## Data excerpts
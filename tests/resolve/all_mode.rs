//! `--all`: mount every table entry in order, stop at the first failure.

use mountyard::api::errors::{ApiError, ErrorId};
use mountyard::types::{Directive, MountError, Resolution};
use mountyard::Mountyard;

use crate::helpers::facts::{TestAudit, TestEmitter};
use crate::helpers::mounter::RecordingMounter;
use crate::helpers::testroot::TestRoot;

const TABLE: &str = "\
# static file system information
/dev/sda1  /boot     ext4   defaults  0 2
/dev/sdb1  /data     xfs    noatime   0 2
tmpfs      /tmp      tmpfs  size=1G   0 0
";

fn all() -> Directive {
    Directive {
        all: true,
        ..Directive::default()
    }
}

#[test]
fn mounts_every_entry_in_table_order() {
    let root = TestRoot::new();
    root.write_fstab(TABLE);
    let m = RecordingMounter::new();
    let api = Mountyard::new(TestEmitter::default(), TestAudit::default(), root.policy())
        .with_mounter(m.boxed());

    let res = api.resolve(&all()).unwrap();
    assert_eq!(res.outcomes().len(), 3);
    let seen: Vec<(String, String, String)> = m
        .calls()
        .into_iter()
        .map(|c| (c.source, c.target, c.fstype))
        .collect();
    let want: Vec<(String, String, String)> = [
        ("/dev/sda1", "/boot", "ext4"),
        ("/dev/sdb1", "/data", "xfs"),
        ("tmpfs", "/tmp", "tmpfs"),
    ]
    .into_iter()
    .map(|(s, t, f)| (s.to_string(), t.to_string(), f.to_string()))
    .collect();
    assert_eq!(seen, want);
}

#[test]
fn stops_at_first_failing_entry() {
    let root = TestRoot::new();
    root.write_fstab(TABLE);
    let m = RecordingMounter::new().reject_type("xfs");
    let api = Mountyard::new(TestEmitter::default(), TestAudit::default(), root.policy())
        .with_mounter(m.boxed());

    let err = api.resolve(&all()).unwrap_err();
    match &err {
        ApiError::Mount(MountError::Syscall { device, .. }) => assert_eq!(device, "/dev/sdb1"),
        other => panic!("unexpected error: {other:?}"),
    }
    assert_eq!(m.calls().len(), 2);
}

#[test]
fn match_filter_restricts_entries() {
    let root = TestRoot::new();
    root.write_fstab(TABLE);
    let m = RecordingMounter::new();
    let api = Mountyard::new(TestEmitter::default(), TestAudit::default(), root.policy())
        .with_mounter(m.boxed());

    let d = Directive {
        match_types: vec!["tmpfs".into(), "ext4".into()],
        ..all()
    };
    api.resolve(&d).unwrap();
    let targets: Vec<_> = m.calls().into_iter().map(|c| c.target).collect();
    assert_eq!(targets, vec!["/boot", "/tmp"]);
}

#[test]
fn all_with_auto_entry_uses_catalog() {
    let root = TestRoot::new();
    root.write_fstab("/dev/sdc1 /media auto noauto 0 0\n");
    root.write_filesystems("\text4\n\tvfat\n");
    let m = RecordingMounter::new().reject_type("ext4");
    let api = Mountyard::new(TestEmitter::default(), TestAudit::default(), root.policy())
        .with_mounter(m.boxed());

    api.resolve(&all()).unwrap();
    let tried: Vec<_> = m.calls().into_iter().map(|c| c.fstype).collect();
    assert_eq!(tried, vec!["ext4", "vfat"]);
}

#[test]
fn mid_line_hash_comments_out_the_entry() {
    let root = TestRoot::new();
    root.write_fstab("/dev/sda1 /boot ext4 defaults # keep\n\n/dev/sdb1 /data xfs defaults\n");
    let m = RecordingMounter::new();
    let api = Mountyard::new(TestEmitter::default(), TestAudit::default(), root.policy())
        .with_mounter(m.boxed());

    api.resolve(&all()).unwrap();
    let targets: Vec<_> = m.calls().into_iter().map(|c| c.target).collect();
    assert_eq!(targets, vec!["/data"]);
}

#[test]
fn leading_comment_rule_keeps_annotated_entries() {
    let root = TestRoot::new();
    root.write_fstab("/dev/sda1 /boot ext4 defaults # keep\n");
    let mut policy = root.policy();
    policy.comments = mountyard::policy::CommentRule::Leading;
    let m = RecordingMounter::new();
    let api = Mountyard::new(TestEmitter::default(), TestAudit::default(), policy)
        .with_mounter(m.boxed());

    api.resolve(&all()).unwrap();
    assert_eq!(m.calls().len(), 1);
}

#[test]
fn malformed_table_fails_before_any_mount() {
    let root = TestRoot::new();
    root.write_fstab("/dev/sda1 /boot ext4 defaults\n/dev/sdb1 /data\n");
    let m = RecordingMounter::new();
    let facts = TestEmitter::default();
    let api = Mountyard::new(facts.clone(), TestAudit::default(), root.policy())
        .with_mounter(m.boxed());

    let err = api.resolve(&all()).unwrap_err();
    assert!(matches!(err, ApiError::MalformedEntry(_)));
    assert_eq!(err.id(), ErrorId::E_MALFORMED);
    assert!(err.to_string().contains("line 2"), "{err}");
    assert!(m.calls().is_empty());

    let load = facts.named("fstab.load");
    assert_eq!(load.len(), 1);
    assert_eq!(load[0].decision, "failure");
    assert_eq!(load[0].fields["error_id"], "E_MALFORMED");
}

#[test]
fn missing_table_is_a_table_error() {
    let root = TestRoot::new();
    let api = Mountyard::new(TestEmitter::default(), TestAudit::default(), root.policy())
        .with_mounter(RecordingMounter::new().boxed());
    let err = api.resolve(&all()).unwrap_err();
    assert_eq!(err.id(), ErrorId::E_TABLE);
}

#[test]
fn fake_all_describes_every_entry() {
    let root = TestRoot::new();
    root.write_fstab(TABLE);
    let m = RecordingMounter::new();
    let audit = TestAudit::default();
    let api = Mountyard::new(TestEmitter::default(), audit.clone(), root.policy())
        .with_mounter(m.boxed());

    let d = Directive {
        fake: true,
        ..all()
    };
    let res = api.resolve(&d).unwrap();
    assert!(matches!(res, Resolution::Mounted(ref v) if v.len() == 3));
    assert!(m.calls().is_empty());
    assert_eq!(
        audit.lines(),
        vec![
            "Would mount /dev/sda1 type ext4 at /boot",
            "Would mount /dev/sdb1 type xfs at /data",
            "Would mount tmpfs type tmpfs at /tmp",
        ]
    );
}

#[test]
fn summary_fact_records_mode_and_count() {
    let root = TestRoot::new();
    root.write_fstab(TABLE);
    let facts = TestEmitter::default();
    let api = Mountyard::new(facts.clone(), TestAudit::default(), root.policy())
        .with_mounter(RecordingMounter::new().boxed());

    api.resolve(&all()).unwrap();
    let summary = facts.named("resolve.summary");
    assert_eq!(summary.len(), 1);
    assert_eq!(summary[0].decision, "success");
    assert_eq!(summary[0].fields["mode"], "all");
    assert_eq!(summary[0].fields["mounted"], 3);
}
==
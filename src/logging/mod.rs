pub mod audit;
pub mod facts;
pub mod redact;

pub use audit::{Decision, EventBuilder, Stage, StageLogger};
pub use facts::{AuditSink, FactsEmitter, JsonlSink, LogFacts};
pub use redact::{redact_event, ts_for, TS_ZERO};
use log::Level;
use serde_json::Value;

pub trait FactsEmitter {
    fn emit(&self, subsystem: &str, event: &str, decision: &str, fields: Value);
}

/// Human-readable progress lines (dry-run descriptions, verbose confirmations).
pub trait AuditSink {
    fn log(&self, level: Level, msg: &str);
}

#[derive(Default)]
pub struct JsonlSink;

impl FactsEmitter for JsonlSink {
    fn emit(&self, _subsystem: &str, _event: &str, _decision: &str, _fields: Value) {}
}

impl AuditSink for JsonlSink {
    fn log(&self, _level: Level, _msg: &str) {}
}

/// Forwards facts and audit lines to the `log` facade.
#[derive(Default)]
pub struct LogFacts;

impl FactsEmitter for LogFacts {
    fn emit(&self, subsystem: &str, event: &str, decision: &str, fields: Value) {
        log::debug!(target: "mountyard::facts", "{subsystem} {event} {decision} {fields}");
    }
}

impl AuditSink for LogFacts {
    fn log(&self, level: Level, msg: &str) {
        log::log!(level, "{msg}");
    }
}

## TRY IT
Gather up every line in the data above that contains the word "named", copying each one.

## PROBLEM SOLUTION
    let load = facts.named("fstab.load");
    let summary = facts.named("resolve.summary");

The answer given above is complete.